A few initial questions

Remember, you can get help to any R-function by typing e.g. ?str_c in the console

Q1: What are primary, foreign and surrogate keys?
Q2: Discuss with your desk buddy and write notes in your rmarkdown document on defining with your own words, what inner-, left-, right-, full-, semi- and anti-joins do?
Q3: What would the output be of running: inner_join(), left_join(), right_join(), full_join(), semi_join() and anti_join() on x and y as defined below? (Discuss before running any code!)

x <- tribble(
  ~key, ~val_x,
     1, "x1",
     2, "x2",
     3, "x3"
)
y <- tribble(
  ~key, ~val_y,
     1, "y1",
     2, "y2",
     4, "y3"
)

Q4: Use the base function sample() in conjugation with str_c() to create a function, which can return a random dna string of length n, run the function with n = 100 and save the output to my_dna - What fraction of the dna you created is adenine?
Q5: Use the approproate str_* function to change my_dna to my_rna - How many start codons did you get?
Q6: Extract the first 3 and the last 3 nucleotides of my_dna and save them in seperate variables - which amino acid do they encode? (Do not trqnslate the entire sequence, just look the codons up using google)
Q7: Look at my_dna and randomly choose 3 nucleotides forming a codon, hardcode them to a variable and now, split my_dna on those - What is returned?
Q8: Discuss with your desk buddy and write notes on what is a factor and what does it mean, that a factor has levels?
Q9: Run the code factor(LETTERS) and factor(rep(LETTERS, 10)), inspect the output and discuss what is going on with your desk-buddy?
Q10: factor(rev(LETTERS)), factor(rev(LETTERS), levels = LETTERS) and factor(rev(LETTERS), levels = rev(LETTERS)), inspect the output and discuss what is going on with your desk-buddy?

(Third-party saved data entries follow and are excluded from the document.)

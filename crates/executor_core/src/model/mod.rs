//! Governance domain model.
//!
//! # Responsibility
//! - Define the identities and records shared by registry, ledger and
//!   authority logic.
//! - Keep storage-agnostic shapes that repositories map to SQL rows.
//!
//! # Invariants
//! - Every record is keyed by a `Principal`.
//! - Ledger records are append-only; registry entries are never deleted.

pub mod event;
pub mod executive;
pub mod principal;
pub mod records;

Download this data I prepared to your computer, then upload it in your data folder in your RStudio cloud session.

Q11: Which file types are in the uploaded zip file?
Q12: The tidyverse package for reading files is called readr, which function reads the file types you uploaded? (Hint: Try typing readr::r and then hit the TAB key in the console)
Q13: Read in all the files into seperate variables and use the appropriate join_* function(s) to re-create the diabetes data from last session

The original data had the following variables:

id chol stab.glu hdl ratio glyhb location age gender height weight frame bp.1s bp.1d bp.2s bp.2d waist hip

Q14: The data you have re-created, take a look at it - Is it wide or long data?

Last session we worked with select(). This function has derivatives, one of which is select_if().

Q15: Try to google dplyr::select_if() - What does this function do?
Q16: Using the diabetes data you re-created previously, subset to id and numeric values, then convert to long format keeping the id variable (saving into the variable diabetes_data_long) and re-create the facetted plot below - What is on the x-axis and what is on the y-axis?

Q17: Take a good look at the plot - Can you come up with a better way of representing the data recorded for each numerical variable?
Q18: Use the original diabetes_data to join back the gender to the long data you created and redo the plot, colouring for gender
Q19: Could you have included the gender variable, when you originally created the long data and if so how?